Тело Алоизия покоилось в том первом гробу семь лет, то есть до 1598 года. Затем, дабы по прошествии времени останки его не смешались с прахом других усопших, по распоряжению Отца Генерала Клаудио Аквавивы кости были извлечены из большого гроба и переложены в ларец поменьше. Этот ковчег был помещен в той же нише, но выше, в самой стене со стороны улицы. Совершилось это 22 июня 1598 года.
По этому случаю с дозволения отца провинциала, пожелавшего лично присутствовать при этом, были изъяты частицы святых мощей, которые вскоре разошлись по многим городам Италии, а также были отвезены в Польшу и Индии. Сам провинциал взял часть реликвий для себя и оделил ими других просивших. Не могу умолчать и о свидетельстве провинциала: он подтвердил, что кости святого нашли не разрозненными, а сочлененными; они сохранили ту смиренную осанку и кроткий наклон головы, который были столь свойствен Алоизию при жизни. Это зрелище пробудило в очевидцах необычайное чувство благоговения.
В последующие годы, когда Бог начал являть миру святость Своего раба через чудеса, совершавшиеся по его заступничеству, тот же Отец Генерал распорядился извлечь святые мощи из стенной ниши и перенести их в иное, более достойное место, отдельно от прочих захоронений.
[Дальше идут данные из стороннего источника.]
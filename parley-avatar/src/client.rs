//! Avatar Service Client
//!
//! Stateless request/response wrapper around the provider's session
//! lifecycle and render endpoints. Nothing is remembered between calls.

use crate::error::{AvatarError, Result};
use crate::wire::{
    error_message, CreateSessionRequest, Dimension, NegotiateRequest, RenderJob, RenderRequest,
    RenderStatusBody, RenderSubmitted, SessionDescription, SessionInfo, SpeakAck, SpeakRequest,
    MAX_ERROR_BODY,
};
use async_trait::async_trait;
use parley_core::config::{ClipConfig, ProviderConfig};
use percent_encoding::{utf8_percent_encode, AsciiSet, NON_ALPHANUMERIC};
use reqwest::{Client, Method};
use serde::de::DeserializeOwned;
use serde::Serialize;
use std::sync::Arc;
use tracing::{debug, warn};
use url::Url;

/// Characters escaped when an id is placed in a path segment
const PATH_SEGMENT: &AsciiSet = &NON_ALPHANUMERIC
    .remove(b'-')
    .remove(b'_')
    .remove(b'.')
    .remove(b'~');

/// Largest success body accepted from the provider
const MAX_RESPONSE_SIZE: usize = 100 * 1024;

#[cfg_attr(test, mockall::automock)]
#[async_trait]
pub trait AvatarServiceClient: Send + Sync {
    /// Ask the provider for a new streaming session
    async fn create_session(&self, avatar_id: &str, voice_id: &str) -> Result<SessionInfo>;

    /// Hand the locally generated descriptor back to the provider
    async fn submit_local_descriptor(
        &self,
        session_id: &str,
        local_descriptor: &SessionDescription,
    ) -> Result<()>;

    async fn send_text(&self, session_id: &str, text: &str) -> Result<SpeakAck>;

    /// Best-effort: failures are logged, never returned
    async fn close_session(&self, session_id: &str);

    /// Queue a finished-clip render, returning the job id
    async fn submit_render_job(&self, text: &str) -> Result<String>;

    async fn poll_render_job(&self, job_id: &str) -> Result<RenderJob>;
}

fn require_session(session_id: &str) -> Result<()> {
    if session_id.trim().is_empty() {
        return Err(AvatarError::InvalidSessionState(
            "no active session".to_string(),
        ));
    }
    Ok(())
}

/// HTTP implementation talking to the credential mediator
#[derive(Clone)]
pub struct HttpAvatarClient {
    client: Arc<Client>,
    base_url: String,
    avatar_id: String,
    voice_id: String,
    quality: String,
    clip: ClipConfig,
}

impl HttpAvatarClient {
    pub fn new(provider: &ProviderConfig, clip: &ClipConfig) -> Result<Self> {
        let base_url = provider.base_url.trim().trim_end_matches('/').to_string();
        let parsed = Url::parse(&base_url)?;
        if !matches!(parsed.scheme(), "http" | "https") {
            return Err(AvatarError::Config(format!(
                "unsupported scheme in provider URL: {}",
                parsed.scheme()
            )));
        }

        let client = Client::builder()
            .timeout(provider.request_timeout())
            .build()
            .map_err(|e| AvatarError::Config(format!("Failed to create HTTP client: {}", e)))?;

        Ok(Self {
            client: Arc::new(client),
            base_url,
            avatar_id: provider.avatar_id.clone(),
            voice_id: provider.voice_id.clone(),
            quality: provider.quality.as_str().to_string(),
            clip: clip.clone(),
        })
    }

    pub fn base_url(&self) -> &str {
        &self.base_url
    }

    fn url(&self, segments: &[&str]) -> String {
        let mut url = self.base_url.clone();
        for segment in segments {
            url.push('/');
            url.extend(utf8_percent_encode(segment, PATH_SEGMENT));
        }
        url
    }

    /// Send a request and return the raw success body
    async fn call<B: Serialize + ?Sized>(
        &self,
        operation: &'static str,
        method: Method,
        url: String,
        body: Option<&B>,
    ) -> Result<bytes::Bytes> {
        debug!(operation, url = %url, "provider request");

        let mut request = self.client.request(method, &url);
        if let Some(body) = body {
            request = request.json(body);
        }

        let response = request.send().await.map_err(|e| {
            warn!(operation, error = %e, "provider unreachable");
            AvatarError::ProviderUnavailable(format!("{}: {}", operation, e))
        })?;

        let status = response.status();
        if let Some(length) = response.content_length() {
            if status.is_success() && length as usize > MAX_RESPONSE_SIZE {
                return Err(AvatarError::ProviderRejected(format!(
                    "{}: response too large (max {} bytes)",
                    operation, MAX_RESPONSE_SIZE
                )));
            }
        }

        let bytes = response.bytes().await.map_err(|e| {
            AvatarError::ProviderUnavailable(format!("{}: failed to read response: {}", operation, e))
        })?;

        if !status.is_success() {
            let body = &bytes[..bytes.len().min(MAX_ERROR_BODY)];
            let message = error_message(status.as_u16(), body);
            warn!(operation, status = status.as_u16(), message = %message, "provider rejected request");
            return Err(AvatarError::ProviderRejected(message));
        }

        if bytes.len() > MAX_RESPONSE_SIZE {
            return Err(AvatarError::ProviderRejected(format!(
                "{}: response too large (max {} bytes)",
                operation, MAX_RESPONSE_SIZE
            )));
        }

        Ok(bytes)
    }

    async fn call_json<B, R>(
        &self,
        operation: &'static str,
        method: Method,
        url: String,
        body: Option<&B>,
    ) -> Result<R>
    where
        B: Serialize + ?Sized,
        R: DeserializeOwned,
    {
        let bytes = self.call(operation, method, url, body).await?;
        Ok(serde_json::from_slice(&bytes)?)
    }
}

#[async_trait]
impl AvatarServiceClient for HttpAvatarClient {
    async fn create_session(&self, avatar_id: &str, voice_id: &str) -> Result<SessionInfo> {
        let request = CreateSessionRequest {
            avatar_id: avatar_id.to_string(),
            voice_id: voice_id.to_string(),
            quality: self.quality.clone(),
        };
        let info: SessionInfo = self
            .call_json("create_session", Method::POST, self.url(&["session"]), Some(&request))
            .await?;

        if info.session_id.is_empty() {
            return Err(AvatarError::ProviderRejected(
                "provider returned an empty session id".to_string(),
            ));
        }
        debug!(session_id = %info.session_id, ice = info.ice_endpoints.len(), "session created");
        Ok(info)
    }

    async fn submit_local_descriptor(
        &self,
        session_id: &str,
        local_descriptor: &SessionDescription,
    ) -> Result<()> {
        require_session(session_id)?;
        let request = NegotiateRequest {
            local_descriptor: local_descriptor.clone(),
        };
        self.call(
            "submit_local_descriptor",
            Method::POST,
            self.url(&["session", session_id, "negotiate"]),
            Some(&request),
        )
        .await?;
        Ok(())
    }

    async fn send_text(&self, session_id: &str, text: &str) -> Result<SpeakAck> {
        require_session(session_id)?;
        let request = SpeakRequest {
            text: text.to_string(),
        };
        let bytes = self
            .call(
                "send_text",
                Method::POST,
                self.url(&["session", session_id, "speak"]),
                Some(&request),
            )
            .await?;

        // some providers answer with an empty body
        if bytes.iter().all(u8::is_ascii_whitespace) {
            return Ok(SpeakAck::default());
        }
        Ok(serde_json::from_slice(&bytes)?)
    }

    async fn close_session(&self, session_id: &str) {
        if session_id.trim().is_empty() {
            return;
        }
        let result = self
            .call::<()>(
                "close_session",
                Method::POST,
                self.url(&["session", session_id, "close"]),
                None,
            )
            .await;
        if let Err(e) = result {
            warn!(operation = "close_session", session_id, error = %e, "close failed");
        }
    }

    async fn submit_render_job(&self, text: &str) -> Result<String> {
        let request = RenderRequest {
            text: text.to_string(),
            voice_id: self.voice_id.clone(),
            avatar_id: self.avatar_id.clone(),
            dimension: Dimension {
                width: self.clip.width,
                height: self.clip.height,
            },
            background: self.clip.background.clone(),
            avatar_style: self.clip.avatar_style.clone(),
        };
        let submitted: RenderSubmitted = self
            .call_json("submit_render_job", Method::POST, self.url(&["render"]), Some(&request))
            .await?;

        if submitted.job_id.is_empty() {
            return Err(AvatarError::ProviderRejected(
                "provider returned an empty job id".to_string(),
            ));
        }
        Ok(submitted.job_id)
    }

    async fn poll_render_job(&self, job_id: &str) -> Result<RenderJob> {
        let body: RenderStatusBody = self
            .call_json::<(), _>("poll_render_job", Method::GET, self.url(&["render", job_id]), None)
            .await?;
        RenderJob::from_body(job_id, body)
    }
}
Во исполнение этого приказания 8 июня 1602 года священные останки были в глубокой тайне перенесены в ризницу, а 1 июля того же года их положили в свинцовый ковчег, помещенный в деревянный ящик, и разместили под подножием алтаря св. Севастиана в той же церкви.
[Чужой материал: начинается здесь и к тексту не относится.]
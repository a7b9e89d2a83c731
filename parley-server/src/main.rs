// Parley credential mediator
// Forwards avatar-provider requests and injects the provider API key

use clap::Parser;
use parley_core::logging::init_tracing;
use parley_server::{create_router, MediatorConfig};
use tokio::signal;
use tracing::info;

#[derive(Parser)]
#[command(name = "parley-server")]
#[command(about = "Avatar provider credential mediator", long_about = None)]
#[command(version)]
struct Args {
    /// Configuration file (TOML, YAML or JSON)
    #[arg(long, short)]
    config: Option<String>,

    /// Listen address, e.g. 127.0.0.1:8790
    #[arg(long)]
    listen: Option<String>,

    /// Upstream provider base URL
    #[arg(long)]
    upstream: Option<String>,

    /// Log level (error, warn, info, debug, trace)
    #[arg(long)]
    log_level: Option<String>,
}

#[tokio::main]
async fn main() -> anyhow::Result<()> {
    let args = Args::parse();

    let mut config = MediatorConfig::load(args.config.as_deref())?;
    if let Some(listen) = args.listen {
        config.listen = listen;
    }
    if let Some(upstream) = args.upstream {
        config.upstream.base_url = upstream;
    }
    if let Some(level) = args.log_level {
        config.logging.level = level;
    }

    init_tracing(&config.logging)?;

    let app = create_router(&config)?;
    let listener = tokio::net::TcpListener::bind(&config.listen).await?;

    info!(
        listen = %config.listen,
        mount = %config.mount,
        upstream = %config.upstream.base_url,
        "mediator listening"
    );

    axum::serve(listener, app)
        .with_graceful_shutdown(shutdown_signal())
        .await?;

    info!("mediator stopped");
    Ok(())
}

async fn shutdown_signal() {
    if let Err(e) = signal::ctrl_c().await {
        tracing::warn!(error = %e, "failed to listen for shutdown signal");
    }
}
И хотя это перенесение старались совершить как можно более скрытно, не извещая никого, кроме исполнителей, народное благочестие проведало правду. Вскоре верующие отыскали место, где было сокрыто это священное сокровище.
Слава его святости росла во всем мире день ото дня, а чудеса, творимые Богом по его заступничеству, множились. Тогда превосходительный князь дон Франческо Гонзага, маркиз Кастильоне и императорский посол, решил, что место, где покоился его брат, слишком тесно. По его настойчивой просьбе Отец Генерал велел вновь извлечь ковчег; раку открыли, и с дозволения начальствующих маркиз взял несколько малых частиц мощей для светлейшего герцога Мантуи и для самого себя.
Главу святого по распоряжению Отца Генерала передали в римский храм Иль-Джезу, а остальную часть святых мощей 13 мая 1605 года священники собственноручно торжественно перенесли при свете множества факелов и светильников, под пение гимнов и музыку, в капеллу Богоматери той же церкви Благовещения. Мощи были помещены в нишу в стене над полом со стороны Евангелия.
Это перенесение старались совершить как можно более тайно, за закрытыми дверями. Однако едва в храм вошли упомянутый посол с супругой, герцог Поли и другие знатные вельможи, собралось столько народа, что началась давка. Священникам пришлось долгое время удерживать напор толпы, дозволяя людям лобызать святые мощи, поклоняться им и прикладывать к ним свои четки, прежде чем останки были окончательно сокрыты в приготовленной для них нише.
Там сии святые мощи покоятся и поныне, когда я пишу эти строки; над ними помещено изображение блаженного, а вокруг висит множество вотивных приношений. Перед ними всегда теплится неугасимая лампада, и место это окружено великим почитанием — к нему постоянно стекаются паломники.
Ныне же да молится о нас его святая душа на небесах, пока мы здесь, на земле, почитаем его священные реликвии; да испросит он для нас у Господа изобильную благодать и полноту заслуг, дабы соделались мы достойными обетований Воплощенного Слова, Ему же вкупе с Отцом и Святым Духом да будет слава и честь во веки веков. Аминь.
________
1 Сторона Евангелия — левая сторона алтарного пространства (если смотреть от входа в храм).